Down to the final line, write out the data below exactly.

[The data]
* * *
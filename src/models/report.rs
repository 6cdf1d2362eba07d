//! Request and response types for the outward pipeline contract.

use serde::{Deserialize, Serialize};

/// An input document: the PDF bytes plus the client-supplied filename.
///
/// Consumed by the splitter; only the derived page rasters live past that.
#[derive(Debug, Clone)]
pub struct Document {
    pub filename: String,
    pub bytes: Vec<u8>,
}

impl Document {
    pub fn new(filename: impl Into<String>, bytes: Vec<u8>) -> Self {
        Self {
            filename: filename.into(),
            bytes,
        }
    }

    pub fn file_info(&self) -> FileInfo {
        FileInfo {
            filename: self.filename.clone(),
            size_bytes: self.bytes.len() as u64,
        }
    }
}

/// Basic file metadata echoed back in the report.
#[derive(Debug, Clone, PartialEq, Eq, Serialize, Deserialize)]
pub struct FileInfo {
    pub filename: String,
    pub size_bytes: u64,
}

/// Recognition engine parameters for one request.
#[derive(Debug, Clone, PartialEq, Eq, Serialize, Deserialize)]
pub struct RecognitionParams {
    /// Languages combined into one recognizer pass.
    pub languages: Vec<String>,
    /// Engine mode (tesseract --oem).
    pub oem: u8,
    /// Page segmentation mode (tesseract --psm).
    pub psm: u8,
}

impl RecognitionParams {
    /// Language set in the recognizer's combined form, e.g. "rus+eng".
    pub fn language_string(&self) -> String {
        self.languages.join("+")
    }
}

/// Final per-page record, immutable once assembled.
#[derive(Debug, Clone, Serialize, Deserialize)]
pub struct PageResult {
    /// 1-based page number.
    pub page_number: u32,
    /// Recognized text. Empty when recognition failed for this page.
    pub text: String,
    /// Mean recognition confidence across tokens, 0-100.
    pub confidence: f32,
    /// Rotation actually applied, degrees (0 when gated off by confidence).
    pub rotation_applied: u16,
    /// Deskew angle actually applied, degrees (0 when below threshold).
    pub deskew_angle: f32,
    /// Final raster width in pixels.
    pub width: u32,
    pub height: u32,
    /// Wall time spent on this page across all stage rounds.
    pub processing_time_ms: u64,
    /// Page-local failure marker; other pages are unaffected.
    #[serde(default, skip_serializing_if = "Option::is_none")]
    pub error: Option<String>,
}

/// Echo of the configuration a request was resolved to.
#[derive(Debug, Clone, PartialEq, Eq, Serialize, Deserialize)]
pub struct ConfigEcho {
    pub languages: Vec<String>,
    /// The resolved, ascending page list that was processed.
    pub pages: Vec<u32>,
    pub oem: u8,
    pub psm: u8,
    pub dpi: u32,
}

/// Top-level result of processing one document.
#[derive(Debug, Clone, Serialize, Deserialize)]
pub struct DocumentReport {
    pub success: bool,
    /// Identifier for fetching coordinates; None on failure.
    #[serde(default, skip_serializing_if = "Option::is_none")]
    pub doc_id: Option<String>,
    pub total_pages: u32,
    pub processing_time_ms: u64,
    pub pages: Vec<PageResult>,
    pub config_used: ConfigEcho,
    pub file_info: FileInfo,
    #[serde(default, skip_serializing_if = "Option::is_none")]
    pub error: Option<String>,
}

impl DocumentReport {
    /// Mean confidence across pages, 0 when there are none.
    pub fn mean_confidence(&self) -> f32 {
        if self.pages.is_empty() {
            return 0.0;
        }
        self.pages.iter().map(|p| p.confidence).sum::<f32>() / self.pages.len() as f32
    }
}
* * *
[Result of this exercise]
filename src/models/report.rs
repository 6cdf1d2362eba07d
//! Request and response types for the outward pipeline contract.

use serde::{Deserialize, Serialize};

/// An input document: the PDF bytes plus the client-supplied filename.
///
/// Consumed by the splitter; only the derived page rasters live past that.
#[derive(Debug, Clone)]
pub struct Document {
    pub filename: String,
    pub bytes: Vec<u8>,
}

impl Document {
    pub fn new(filename: impl Into<String>, bytes: Vec<u8>) -> Self {
        Self {
            filename: filename.into(),
            bytes,
        }
    }

    pub fn file_info(&self) -> FileInfo {
        FileInfo {
            filename: self.filename.clone(),
            size_bytes: self.bytes.len() as u64,
        }
    }
}

/// Basic file metadata echoed back in the report.
#[derive(Debug, Clone, PartialEq, Eq, Serialize, Deserialize)]
pub struct FileInfo {
    pub filename: String,
    pub size_bytes: u64,
}

/// Recognition engine parameters for one request.
#[derive(Debug, Clone, PartialEq, Eq, Serialize, Deserialize)]
pub struct RecognitionParams {
    /// Languages combined into one recognizer pass.
    pub languages: Vec<String>,
    /// Engine mode (tesseract --oem).
    pub oem: u8,
    /// Page segmentation mode (tesseract --psm).
    pub psm: u8,
}

impl RecognitionParams {
    /// Language set in the recognizer's combined form, e.g. "rus+eng".
    pub fn language_string(&self) -> String {
        self.languages.join("+")
    }
}

/// Final per-page record, immutable once assembled.
#[derive(Debug, Clone, Serialize, Deserialize)]
pub struct PageResult {
    /// 1-based page number.
    pub page_number: u32,
    /// Recognized text. Empty when recognition failed for this page.
    pub text: String,
    /// Mean recognition confidence across tokens, 0-100.
    pub confidence: f32,
    /// Rotation actually applied, degrees (0 when gated off by confidence).
    pub rotation_applied: u16,
    /// Deskew angle actually applied, degrees (0 when below threshold).
    pub deskew_angle: f32,
    /// Final raster width in pixels.
    pub width: u32,
    pub height: u32,
    /// Wall time spent on this page across all stage rounds.
    pub processing_time_ms: u64,
    /// Page-local failure marker; other pages are unaffected.
    #[serde(default, skip_serializing_if = "Option::is_none")]
    pub error: Option<String>,
}

/// Echo of the configuration a request was resolved to.
#[derive(Debug, Clone, PartialEq, Eq, Serialize, Deserialize)]
pub struct ConfigEcho {
    pub languages: Vec<String>,
    /// The resolved, ascending page list that was processed.
    pub pages: Vec<u32>,
    pub oem: u8,
    pub psm: u8,
    pub dpi: u32,
}

/// Top-level result of processing one document.
#[derive(Debug, Clone, Serialize, Deserialize)]
pub struct DocumentReport {
    pub success: bool,
    /// Identifier for fetching coordinates; None on failure.
    #[serde(default, skip_serializing_if = "Option::is_none")]
    pub doc_id: Option<String>,
    pub total_pages: u32,
    pub processing_time_ms: u64,
    pub pages: Vec<PageResult>,
    pub config_used: ConfigEcho,
    pub file_info: FileInfo,
    #[serde(default, skip_serializing_if = "Option::is_none")]
    pub error: Option<String>,
}

impl DocumentReport {
    /// Mean confidence across pages, 0 when there are none.
    pub fn mean_confidence(&self) -> f32 {
        if self.pages.is_empty() {
            return 0.0;
        }
        self.pages.iter().map(|p| p.confidence).sum::<f32>() / self.pages.len() as f32
    }
}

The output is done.